Can alfalfa hay be fed to pigs? Yes, however the amount that can be included in the diet depends on the nutritional quality of the alfalfa hay as well as the age and physiological status of the pigs. Unlike ruminant animals (cattle, sheep, and goats) that have four-chambered stomachs which are efficient fermentation vats, pigs are monogastric animals that have simple, one-chambered stomachs that do not efficiently digest diets that contain high percentages of roughage or fiber. In order to meet dietary energy requirements, pigs are generally fed diets that contain mostly cereal grains such as corn, barley or wheat. While high-quality alfalfa hay is a good protein source, the low digestible energy content of alfalfa hay compared to cereal grains limits its use in many swine diets. In addition, alfalfa hay contains several anti-nutritional factors, such as saponins and tannins that reduce the growth rate of young pigs. Therefore, feeding alfalfa hay to weaned and growing pigs is generally not recommended.

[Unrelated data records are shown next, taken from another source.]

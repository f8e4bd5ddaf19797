//! Mesh descriptions and their GPU counterparts.
//!
//! A [`MeshDescription`] is the CPU-side vertex/index data declared while a
//! [`crate::libraries::mesh::MeshLibrary`] is building. Committing the library
//! turns each description into a [`GpuMesh`].

use std::ops::Range;

use wgpu::util::DeviceExt;

pub trait Vertex {
    fn desc() -> wgpu::VertexBufferLayout<'static>;
}

#[repr(C)]
#[derive(Copy, Clone, Debug, PartialEq, bytemuck::Pod, bytemuck::Zeroable)]
pub struct MeshVertex {
    pub position: [f32; 3],
    pub normal: [f32; 3],
}

impl Vertex for MeshVertex {
    fn desc() -> wgpu::VertexBufferLayout<'static> {
        use std::mem;
        wgpu::VertexBufferLayout {
            array_stride: mem::size_of::<MeshVertex>() as wgpu::BufferAddress,
            step_mode: wgpu::VertexStepMode::Vertex,
            attributes: &[
                wgpu::VertexAttribute {
                    offset: 0,
                    shader_location: 0,
                    format: wgpu::VertexFormat::Float32x3,
                },
                wgpu::VertexAttribute {
                    offset: mem::size_of::<[f32; 3]>() as wgpu::BufferAddress,
                    shader_location: 1,
                    format: wgpu::VertexFormat::Float32x3,
                },
            ],
        }
    }
}

#[derive(Clone, Debug, Default)]
pub struct MeshDescription {
    pub vertices: Vec<MeshVertex>,
    pub indices: Vec<u32>,
}

impl MeshDescription {
    /// Axis-aligned unit cube spanning `[0, 1]^3` with per-face normals.
    pub fn cube() -> Self {
        // (normal, four corners counter-clockwise seen from outside)
        let faces: [([f32; 3], [[f32; 3]; 4]); 6] = [
            ([1.0, 0.0, 0.0], [[1.0, 0.0, 0.0], [1.0, 1.0, 0.0], [1.0, 1.0, 1.0], [1.0, 0.0, 1.0]]),
            ([-1.0, 0.0, 0.0], [[0.0, 0.0, 1.0], [0.0, 1.0, 1.0], [0.0, 1.0, 0.0], [0.0, 0.0, 0.0]]),
            ([0.0, 1.0, 0.0], [[0.0, 1.0, 1.0], [1.0, 1.0, 1.0], [1.0, 1.0, 0.0], [0.0, 1.0, 0.0]]),
            ([0.0, -1.0, 0.0], [[0.0, 0.0, 0.0], [1.0, 0.0, 0.0], [1.0, 0.0, 1.0], [0.0, 0.0, 1.0]]),
            ([0.0, 0.0, 1.0], [[0.0, 0.0, 1.0], [1.0, 0.0, 1.0], [1.0, 1.0, 1.0], [0.0, 1.0, 1.0]]),
            ([0.0, 0.0, -1.0], [[1.0, 0.0, 0.0], [0.0, 0.0, 0.0], [0.0, 1.0, 0.0], [1.0, 1.0, 0.0]]),
        ];
        let mut vertices = Vec::with_capacity(24);
        let mut indices = Vec::with_capacity(36);
        for (normal, corners) in faces {
            let base = vertices.len() as u32;
            vertices.extend(corners.iter().map(|&position| MeshVertex { position, normal }));
            indices.extend_from_slice(&[base, base + 1, base + 2, base, base + 2, base + 3]);
        }
        Self { vertices, indices }
    }

    /// Unit quad on the XZ plane centred on the origin, facing +Y.
    pub fn plane() -> Self {
        let normal = [0.0, 1.0, 0.0];
        let vertices = [
            [-0.5, 0.0, 0.5],
            [0.5, 0.0, 0.5],
            [0.5, 0.0, -0.5],
            [-0.5, 0.0, -0.5],
        ]
        .into_iter()
        .map(|position| MeshVertex { position, normal })
        .collect();
        Self {
            vertices,
            indices: vec![0, 1, 2, 0, 2, 3],
        }
    }

    /// UV sphere of radius 0.5 centred on the origin.
    pub fn sphere(rings: u32, segments: u32) -> Self {
        let rings = rings.max(2);
        let segments = segments.max(3);
        let mut vertices = Vec::with_capacity(((rings + 1) * (segments + 1)) as usize);
        for ring in 0..=rings {
            let theta = std::f32::consts::PI * ring as f32 / rings as f32;
            for segment in 0..=segments {
                let phi = std::f32::consts::TAU * segment as f32 / segments as f32;
                let normal = [theta.sin() * phi.cos(), theta.cos(), theta.sin() * phi.sin()];
                vertices.push(MeshVertex {
                    position: normal.map(|n| n * 0.5),
                    normal,
                });
            }
        }
        let stride = segments + 1;
        let mut indices = Vec::with_capacity((rings * segments * 6) as usize);
        for ring in 0..rings {
            for segment in 0..segments {
                let a = ring * stride + segment;
                let b = a + stride;
                indices.extend_from_slice(&[a, a + 1, b, a + 1, b + 1, b]);
            }
        }
        Self { vertices, indices }
    }

    /// Convert OBJ models (triangulated, single index) into one description.
    pub fn from_obj_models(models: &[tobj::Model]) -> Self {
        let mut description = Self::default();
        for m in models {
            let base = description.vertices.len() as u32;
            description
                .vertices
                .extend((0..m.mesh.positions.len() / 3).map(|i| MeshVertex {
                    position: [
                        m.mesh.positions[i * 3],
                        m.mesh.positions[i * 3 + 1],
                        m.mesh.positions[i * 3 + 2],
                    ],
                    normal: [
                        m.mesh.normals.get(i * 3).map_or(0.0, |f| *f),
                        m.mesh.normals.get(i * 3 + 1).map_or(1.0, |f| *f),
                        m.mesh.normals.get(i * 3 + 2).map_or(0.0, |f| *f),
                    ],
                }));
            description
                .indices
                .extend(m.mesh.indices.iter().map(|i| i + base));
        }
        description
    }

    pub fn upload(&self, device: &wgpu::Device, name: &str) -> anyhow::Result<GpuMesh> {
        if self.indices.is_empty() {
            anyhow::bail!("mesh has no indices");
        }
        if let Some(bad) = self
            .indices
            .iter()
            .find(|&&i| i as usize >= self.vertices.len())
        {
            anyhow::bail!(
                "index {} is out of bounds for {} vertices",
                bad,
                self.vertices.len()
            );
        }
        let vertex_buffer = device.create_buffer_init(&wgpu::util::BufferInitDescriptor {
            label: Some(&format!("{:?} Vertex Buffer", name)),
            contents: bytemuck::cast_slice(&self.vertices),
            usage: wgpu::BufferUsages::VERTEX,
        });
        let index_buffer = device.create_buffer_init(&wgpu::util::BufferInitDescriptor {
            label: Some(&format!("{:?} Index Buffer", name)),
            contents: bytemuck::cast_slice(&self.indices),
            usage: wgpu::BufferUsages::INDEX,
        });
        Ok(GpuMesh {
            name: name.to_string(),
            vertex_buffer,
            index_buffer,
            num_elements: self.indices.len() as u32,
        })
    }
}

#[derive(Debug)]
pub struct GpuMesh {
    pub name: String,
    pub vertex_buffer: wgpu::Buffer,
    pub index_buffer: wgpu::Buffer,
    pub num_elements: u32,
}

pub trait DrawMesh {
    fn draw_mesh_instanced(&mut self, mesh: &GpuMesh, instances: Range<u32>);
}

impl DrawMesh for wgpu::RenderPass<'_> {
    /// Draws `mesh` with whatever instance buffer is bound at slot 1.
    fn draw_mesh_instanced(&mut self, mesh: &GpuMesh, instances: Range<u32>) {
        self.set_vertex_buffer(0, mesh.vertex_buffer.slice(..));
        self.set_index_buffer(mesh.index_buffer.slice(..), wgpu::IndexFormat::Uint32);
        self.draw_indexed(0..mesh.num_elements, 0, instances);
    }
}

#[cfg(test)]
mod tests {
    use super::*;

    #[test]
    fn cube_has_six_quads() {
        let cube = MeshDescription::cube();
        assert_eq!(cube.vertices.len(), 24);
        assert_eq!(cube.indices.len(), 36);
        assert!(cube.vertices.iter().all(|v| v
            .position
            .iter()
            .all(|c| (0.0..=1.0).contains(c))));
    }

    #[test]
    fn sphere_indices_stay_in_bounds() {
        let sphere = MeshDescription::sphere(8, 12);
        assert!(
            sphere
                .indices
                .iter()
                .all(|&i| (i as usize) < sphere.vertices.len())
        );
        assert_eq!(sphere.indices.len(), 8 * 12 * 6);
    }
}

However, because the digestive system of sows is fully developed and the capacity and the microbial community of the sow’s hindgut can effectively digest some fiber, alfalfa hay can be included in diets fed to sows. Alfalfa hay is most often ground into alfalfa meal for use in pig diets because the smaller particle size improves digestibility. Including alfalfa meal in the gestating sow diet is ideal because it adds bulk but not calories. Typically, gestating sows are limit-fed in order to minimize excessive body weight gain during pregnancy. Sows that are limit-fed often become frustrated and exhibit stereotypical behavior (1). Providing a high-fiber diet during gestation allows adequate intake without resulting in excessive body weight gain. After farrowing, sows are fed diets that contain more calories and are allowed to eat all that they can consume in order to maximize milk production for optimal piglet growth. However, appetites of sows that are limit-fed during pregnancy often do not increase after farrowing and sows mobilize body fat to meet the energy requirements of lactation. Research suggests that feeding sows a high-fiber diet during gestation may lead to higher feed intake and less body weight loss during lactation (1).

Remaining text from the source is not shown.